Tuesday, February 10, 2009

The Stimulus Bill Puts Your Health at Risk

Anybody who reads the Stimulus bill in detail should be really concerned about his or her health. Betsy McCaughey from Bloomberg read it and has a good summary. Here are a few of her points:

One new bureaucracy, the National Coordinator of Health Information Technology, will monitor treatments to make sure your doctor is doing what the federal government deems appropriate and cost effective. Hospitals and doctors that are not “meaningful users” of the new system will face penalties. “Meaningful user” isn’t defined in the bill.

The stimulus bill calls [for a] Federal Coordinating Council for Comparative Effectiveness Research. [Tom Daschle] praises Europeans for being more willing to accept “hopeless diagnoses” and “forgo experimental treatments,” and he chastises Americans for expecting too much from the health-care system. Seniors should be more accepting of the conditions that come with age instead of treating them. That means the elderly will bear the brunt.

The Federal Council is modeled after a U.K. board discussed in Daschle’s book.
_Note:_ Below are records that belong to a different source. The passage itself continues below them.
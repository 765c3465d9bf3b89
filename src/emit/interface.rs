use super::{Callable, Converter, Scope};
use crate::comment::{self, BLOCK_CLOSE};
use crate::matcher::comment_for;
use crate::model::{Comment, Interface, InterfaceField, InterfaceMember};
use crate::tags;
use crate::types::DYNAMIC;

impl Converter {
    /// Interface block, a constructor-like function stub and one prototype
    /// assignment per method.
    pub(super) fn interface(
        &self,
        comment: Option<&Comment>,
        iface: &Interface,
        scope: Scope<'_>,
    ) -> String {
        let comments: Vec<&Comment> = iface
            .body
            .iter()
            .filter_map(|member| match member {
                InterfaceMember::Comment(comment) => Some(comment),
                _ => None,
            })
            .collect();

        let mut lines = self.open_block(comment);
        lines.push(" * @interface".to_string());
        let mut lines = tags::strip_bare_extends(lines);
        if let Some(parent) = &iface.parent {
            lines.push(format!(" * @extends {}", parent));
        }
        lines.extend(scope.member_of());
        for member in &iface.body {
            if let InterfaceMember::Field(field) = member {
                lines.push(self.interface_property(comment_for(&comments, field), field));
            }
        }
        lines.push(BLOCK_CLOSE.to_string());
        lines.push(format!("function {}() {{ }};\n", iface.name));

        for member in &iface.body {
            if let InterfaceMember::Method(func) = member {
                let callable = Callable::InterfaceMethod {
                    func,
                    interface: &iface.name,
                };
                lines.push(self.function(comment_for(&comments, func), callable, Scope::default()));
            }
        }

        lines.extend(scope.namespace_binding(&iface.name));
        lines.join("\n")
    }

    // Interface fields use the type token as written.
    fn interface_property(&self, comment: Option<&Comment>, field: &InterfaceField) -> String {
        let description = comment::describe(comment, self.options.escape_html_characters);
        format!(
            " * @property {{{}}} {} {}",
            field.type_token.as_deref().unwrap_or(DYNAMIC),
            field.name,
            description
        )
        .trim_end()
        .to_string()
    }
}
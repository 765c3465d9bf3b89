//! Containers already declared during a run.
//!
//! Namespace prefixes and module blocks are emitted at most once per run, so
//! the registry outlives single conversions. It belongs to the
//! [`Converter`](crate::Converter) that owns it; call
//! [`Registry::reset`] between unrelated runs.

use std::collections::HashSet;

#[derive(Debug, Default, Clone)]
pub struct Registry {
    /// Lowercased dotted namespace paths.
    namespaces: HashSet<String>,
    /// Slash-separated module names.
    modules: HashSet<String>,
}

impl Registry {
    pub fn new() -> Self {
        Self::default()
    }

    /// Record a namespace path. Returns false if it was already declared
    /// (compared case-insensitively).
    pub fn declare_namespace(&mut self, path: &str) -> bool {
        self.namespaces.insert(path.to_lowercase())
    }

    /// Record a module name. Dots and slashes are equivalent separators.
    /// Returns false if it was already declared.
    pub fn declare_module(&mut self, name: &str) -> bool {
        self.modules.insert(name.replace('.', "/"))
    }

    pub fn reset(&mut self) {
        self.namespaces.clear();
        self.modules.clear();
    }
}
//! brs-jsdoc: convert BrighterScript / BrightScript doc comments into JSDoc.
//!
//! The output is pseudo-JavaScript: one `/** ... */` block per declaration,
//! each followed by a stub (`function f (a) { };`, `class X { ... }`,
//! `var E = { ... };`) so a JavaScript documentation generator can pick the
//! tags up. It is never meant to run.
//!
//! ```
//! use brs_jsdoc::{Converter, ParseMode};
//!
//! let mut converter = Converter::default();
//! let js = converter
//!     .convert("' Say hi\nsub hi()\nend sub", ParseMode::BrighterScript, "")
//!     .unwrap();
//! assert!(js.contains(" * Say hi\n * @function\n * @returns {void}"));
//! ```

pub mod comment;
mod emit;
pub mod hook;
pub mod matcher;
pub mod model;
pub mod options;
pub mod parser;
pub mod registry;
pub mod tags;
pub mod types;

pub use emit::Converter;
pub use hook::{before_parse, BeforeParseEvent};
pub use model::ParseMode;
pub use options::PluginOptions;
pub use parser::{parse, ParseError};
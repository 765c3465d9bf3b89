use super::{Converter, Scope};
use crate::comment::BLOCK_CLOSE;
use crate::model::{Comment, Namespace};
use tracing::debug;

impl Converter {
    /// Declare every not-yet-seen prefix of a dotted namespace, then convert
    /// its body inside the fully qualified namespace.
    ///
    /// `namespace a.b.c` inside namespace `x` declares `x.a`, `x.a.b` and
    /// `x.a.b.c` (each once per run, case-insensitively). All of them share
    /// the namespace's comment.
    pub(super) fn namespace(
        &mut self,
        comment: Option<&Comment>,
        ns: &Namespace,
        scope: Scope<'_>,
    ) -> String {
        let mut output = Vec::new();

        let mut chain = String::new();
        for (index, part) in ns.name.split('.').enumerate() {
            if !chain.is_empty() {
                chain.push('.');
            }
            chain.push_str(part);
            let path = scope.qualify(&chain);

            if !self.registry.declare_namespace(&path) {
                debug!(namespace = %path, "namespace already declared");
                continue;
            }
            debug!(namespace = %path, "declaring namespace");

            let mut lines = self.open_block(comment);
            lines.push(" * @global".to_string());
            lines.push(format!(" * @namespace {}", path.replace('.', "/")));
            if path.contains('.') {
                lines.push(format!(" * @alias {}", path));
            }
            lines.push(BLOCK_CLOSE.to_string());
            if scope.namespace.is_empty() && index == 0 {
                lines.push(format!("var {} = {{}};\n", path));
            } else {
                lines.push(format!("{} = {{}};\n", path));
            }
            output.extend(lines);
        }

        let qualified = scope.qualify(&ns.name);
        let inner = Scope {
            module: scope.module,
            namespace: &qualified,
        };
        output.push(self.statements(&ns.body, inner));
        output.join("\n")
    }
}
This board approves or rejects treatments using a formula that divides the cost of the treatment by the number of years the patient is likely to benefit. Treatments for younger patients are more often approved than treatments for diseases that affect the elderly, such as osteoporosis. In 2006, a U.K. health board decreed that elderly patients with macular degeneration had to wait until they went blind in one eye before they could get a costly new drug to save the other eye.